Fig 1: Glean tracking the evolution of generative AI.
Fig 1: Glean tracking the evolution of generative AI.

Unlike generative AI, such as a chatbot that produces text when asked, agentic AI is proactive. It makes decisions and acts in pursuit of a goal, not merely generating content. Early examples of agentic AI include self-driving vehicles, intelligent virtual assistants, and assistant software that can carry out multi-step tasks with minimal oversight. “We're seeing the beginning of agents that do work for you... that won’t just do one task, but will do multiple tasks... We’ll call those multi-step processes or loops,” says Yehoshua. These systems autonomously handle tasks in changing conditions, demonstrating flexibility and independence beyond traditional rule-based automation. 

In the following sections, we describe the characteristics of agentic AI, how it works under the hood, its benefits and applications, and the challenges and infrastructure considerations that come with this emerging technology.

Characteristics of agentic AI

Agentic AI systems typically exhibit several defining characteristics that distinguish them from more static or tool-like AI. The most important traits include autonomy, adaptability, and goal-directed behavior:

Fig 2: Compartmentalizing genAI 1.0 and genAI 2.0.
Fig 2: Compartmentalizing genAI 1.0 and genAI 2.0.

Autonomy

Agentic AI emphasizes autonomy, or the ability for AI to operate independently. Such an AI agent performs tasks on its own without human oversight or step-by-step instructions. For example, once given a high-level objective, an autonomous agent decides its course of action and carries it out, rather than waiting for a human to tell it each step. This independence marks a shift from earlier AI assistants that only act when and as instructed. An agentic system chooses which actions to take and when to take them to meet its goals. This autonomy is what gives agentic AI its name; the system itself has agency in decision-making.

Adaptability

Another core feature of agentic AI is adaptability. AI agents learn from interactions and feedback, so they improve their performance over time and adjust to new situations. Rather than following a fixed set of hard-coded rules, agentic AI uses probabilistic models and continuous learning to respond to changing environments. This means the agent can handle scenarios for which it wasn’t explicitly programmed and modifies its strategy when conditions shift. 

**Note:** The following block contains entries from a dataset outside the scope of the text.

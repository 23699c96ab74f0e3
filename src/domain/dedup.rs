//! Signature Dedup Cache
//!
//! Bounded, insertion-ordered cache of transaction signatures already
//! inspected by the wallet monitor. Eviction is deterministic: when the
//! cache grows past capacity, the oldest half is dropped in one batch so
//! eviction cost stays amortized across inserts.

use std::collections::{HashSet, VecDeque};
use std::sync::Mutex;

/// Default maximum number of retained signatures
pub const DEFAULT_CAPACITY: usize = 10_000;

#[derive(Debug, Default)]
struct CacheInner {
    order: VecDeque<String>,
    members: HashSet<String>,
}

/// Thread-safe signature cache shared by all wallet workers.
///
/// Idempotence guarantee: after `mark_seen(x)`, every `seen(x)` returns true
/// until `x` is evicted by capacity pressure.
#[derive(Debug)]
pub struct SignatureCache {
    capacity: usize,
    inner: Mutex<CacheInner>,
}

impl SignatureCache {
    pub fn new(capacity: usize) -> Self {
        Self {
            capacity: capacity.max(2),
            inner: Mutex::new(CacheInner::default()),
        }
    }

    pub fn with_default_capacity() -> Self {
        Self::new(DEFAULT_CAPACITY)
    }

    /// Has this signature been inspected before?
    pub fn seen(&self, signature: &str) -> bool {
        let inner = self.inner.lock().unwrap();
        inner.members.contains(signature)
    }

    /// Record a signature as inspected. Re-marking an already seen signature
    /// is a no-op and does not refresh its eviction order.
    pub fn mark_seen(&self, signature: &str) {
        self.mark_if_unseen(signature);
    }

    /// Check-and-mark in one lock acquisition. Returns true when the
    /// signature was newly inserted (i.e. the caller should process it).
    pub fn mark_if_unseen(&self, signature: &str) -> bool {
        let mut inner = self.inner.lock().unwrap();
        if inner.members.contains(signature) {
            return false;
        }
        inner.members.insert(signature.to_string());
        inner.order.push_back(signature.to_string());

        if inner.order.len() > self.capacity {
            let evict = self.capacity / 2;
            for _ in 0..evict {
                if let Some(old) = inner.order.pop_front() {
                    inner.members.remove(&old);
                }
            }
        }
        true
    }

    pub fn len(&self) -> usize {
        self.inner.lock().unwrap().order.len()
    }

    pub fn is_empty(&self) -> bool {
        self.len() == 0
    }
}

#[cfg(test)]
mod tests {
    use super::*;
    use std::sync::Arc;

    #[test]
    fn test_mark_and_seen() {
        let cache = SignatureCache::new(100);
        assert!(!cache.seen("sig1"));
        cache.mark_seen("sig1");
        assert!(cache.seen("sig1"));
        assert!(!cache.seen("sig2"));
    }

    #[test]
    fn test_mark_idempotent() {
        let cache = SignatureCache::new(100);
        cache.mark_seen("sig1");
        cache.mark_seen("sig1");
        assert_eq!(cache.len(), 1);
    }

    #[test]
    fn test_mark_if_unseen() {
        let cache = SignatureCache::new(100);
        assert!(cache.mark_if_unseen("sig1"));
        assert!(!cache.mark_if_unseen("sig1"));
        assert!(cache.seen("sig1"));
    }

    #[test]
    fn test_eviction_drops_oldest_half() {
        let cache = SignatureCache::new(10);
        for i in 0..11 {
            cache.mark_seen(&format!("sig{}", i));
        }
        // Capacity exceeded at insert 11: oldest 5 evicted
        assert_eq!(cache.len(), 6);
        for i in 0..5 {
            assert!(!cache.seen(&format!("sig{}", i)), "sig{} should be evicted", i);
        }
        for i in 5..11 {
            assert!(cache.seen(&format!("sig{}", i)), "sig{} should be retained", i);
        }
    }

    #[test]
    fn test_eviction_order_is_insertion_order() {
        let cache = SignatureCache::new(4);
        cache.mark_seen("a");
        cache.mark_seen("b");
        cache.mark_seen("c");
        cache.mark_seen("d");
        cache.mark_seen("e"); // evicts a, b
        assert!(!cache.seen("a"));
        assert!(!cache.seen("b"));
        assert!(cache.seen("c"));
        assert!(cache.seen("d"));
        assert!(cache.seen("e"));
    }

    #[test]
    fn test_concurrent_marking() {
        let cache = Arc::new(SignatureCache::new(10_000));
        let mut handles = Vec::new();
        for t in 0..4 {
            let cache = Arc::clone(&cache);
            handles.push(std::thread::spawn(move || {
                for i in 0..500 {
                    cache.mark_seen(&format!("worker{}-sig{}", t, i));
                }
            }));
        }
        for handle in handles {
            handle.join().unwrap();
        }
        assert_eq!(cache.len(), 2000);
    }
}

For instance, if an autonomous agent encounters an unexpected obstacle or a change in data patterns, it revises its plans on the fly. This capacity to learn and evolve is supported by techniques such as reinforcement learning, where the agent refines its decisions through trial and error and rewards or penalties from its environment. Overall, adaptability helps agentic AI to remain effective as circumstances change around it, which is important for real-time and open-ended tasks.

Goal orientation

Agentic AI is inherently goal-driven. Humans typically provide a high-level goal or define what success looks like, and the AI agent takes on the responsibility of determining how to achieve it. This goal-oriented behavior means agentic AI organizes complex objectives into smaller tasks, plans sequences of actions, and performs those actions to fulfill the overarching goal. 

For example, if the goal is to schedule and book a multi-leg international trip, an agentic AI independently searches for flights, compares prices, adjusts the itinerary based on preferences, and makes the bookings, all without needing a person to micromanage each step. The key is that the agent reasons about the goal and autonomously decides the intermediate steps to reach it. 

This stands in contrast to simpler AI tools that might assist with individual tasks but lack the initiative or reasoning to accomplish a multi-step objective. In summary, agentic AI tools are proactive problem-solvers: Once a goal is set, they continuously ask “What should I do next to get closer to that goal?” and act accordingly.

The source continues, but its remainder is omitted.